[Records drawn from a dataset]
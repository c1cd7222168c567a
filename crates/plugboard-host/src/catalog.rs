use std::collections::HashMap;

use crate::plugin::Plugin;

/// Factory producing a fresh plugin instance per load.
pub type PluginFactory = Box<dyn Fn() -> Box<dyn Plugin> + Send + Sync>;

/// Registration-time table mapping plugin id to its implementation.
///
/// This replaces reflection-based module loading: the binary declares every
/// linkable plugin up front, and the on-disk manifest stubs select which of
/// them actually activate. A manifest whose id has no catalog entry is a
/// load failure for that plugin only.
#[derive(Default)]
pub struct PluginCatalog {
    factories: HashMap<String, PluginFactory>,
}

impl PluginCatalog {
    pub fn new() -> Self {
        Self::default()
    }

    /// Declare a plugin implementation under `id`. A repeated id replaces
    /// the earlier factory.
    pub fn register<F>(&mut self, id: impl Into<String>, factory: F)
    where
        F: Fn() -> Box<dyn Plugin> + Send + Sync + 'static,
    {
        self.factories.insert(id.into(), Box::new(factory));
    }

    pub fn contains(&self, id: &str) -> bool {
        self.factories.contains_key(id)
    }

    /// Produce a fresh instance for `id`, if declared.
    pub fn instantiate(&self, id: &str) -> Option<Box<dyn Plugin>> {
        self.factories.get(id).map(|f| f())
    }

    pub fn ids(&self) -> Vec<&str> {
        let mut ids: Vec<_> = self.factories.keys().map(String::as_str).collect();
        ids.sort_unstable();
        ids
    }

    pub fn len(&self) -> usize {
        self.factories.len()
    }

    pub fn is_empty(&self) -> bool {
        self.factories.is_empty()
    }
}

#[cfg(test)]
mod tests {
    use super::*;
    use crate::facade::ServerFacade;
    use plugboard_core::Result;

    struct Nop;
    impl Plugin for Nop {
        fn setup(&mut self, _facade: &mut ServerFacade) -> Result<()> {
            Ok(())
        }
    }

    #[test]
    fn register_and_instantiate() {
        let mut catalog = PluginCatalog::new();
        catalog.register("nop", || Box::new(Nop));
        assert!(catalog.contains("nop"));
        assert!(catalog.instantiate("nop").is_some());
        assert!(catalog.instantiate("other").is_none());
        assert_eq!(catalog.ids(), vec!["nop"]);
    }

    #[test]
    fn repeated_id_replaces_factory() {
        let mut catalog = PluginCatalog::new();
        catalog.register("nop", || Box::new(Nop));
        catalog.register("nop", || Box::new(Nop));
        assert_eq!(catalog.len(), 1);
    }
}
use serde::{Deserialize, Serialize};

/// Plugin manifest stub, loaded from `<id>.toml` in a kind directory.
///
/// All metadata is optional; the id comes from the file stem and the code
/// from the catalog, so an empty file is a valid manifest.
#[derive(Debug, Clone, Default, Serialize, Deserialize)]
pub struct PluginManifest {
    #[serde(default)]
    pub plugin: PluginMeta,
}

#[derive(Debug, Clone, Default, Serialize, Deserialize)]
pub struct PluginMeta {
    #[serde(default)]
    pub name: Option<String>,
    #[serde(default)]
    pub version: Option<String>,
    #[serde(default)]
    pub description: Option<String>,
}

impl PluginManifest {
    /// Parse from TOML text.
    pub fn from_toml(raw: &str) -> Result<Self, toml::de::Error> {
        toml::from_str(raw)
    }
}

#[cfg(test)]
mod tests {
    use super::*;

    #[test]
    fn empty_manifest_is_valid() {
        let m = PluginManifest::from_toml("").unwrap();
        assert!(m.plugin.name.is_none());
        assert!(m.plugin.description.is_none());
    }

    #[test]
    fn metadata_is_parsed() {
        let m = PluginManifest::from_toml(
            r#"
[plugin]
name = "calculator"
version = "1.0.0"
description = "Evaluate arithmetic expressions"
"#,
        )
        .unwrap();
        assert_eq!(m.plugin.name.as_deref(), Some("calculator"));
        assert_eq!(m.plugin.version.as_deref(), Some("1.0.0"));
    }

    #[test]
    fn malformed_manifest_errors() {
        assert!(PluginManifest::from_toml("[plugin\nname=").is_err());
    }
}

REQUIRED ACTION: Reproduce each line from the data that has "version" in it.

OUTPUT FOR THIS EXERCISE:
    pub version: Option<String>,
version = "1.0.0"
        assert_eq!(m.plugin.version.as_deref(), Some("1.0.0"));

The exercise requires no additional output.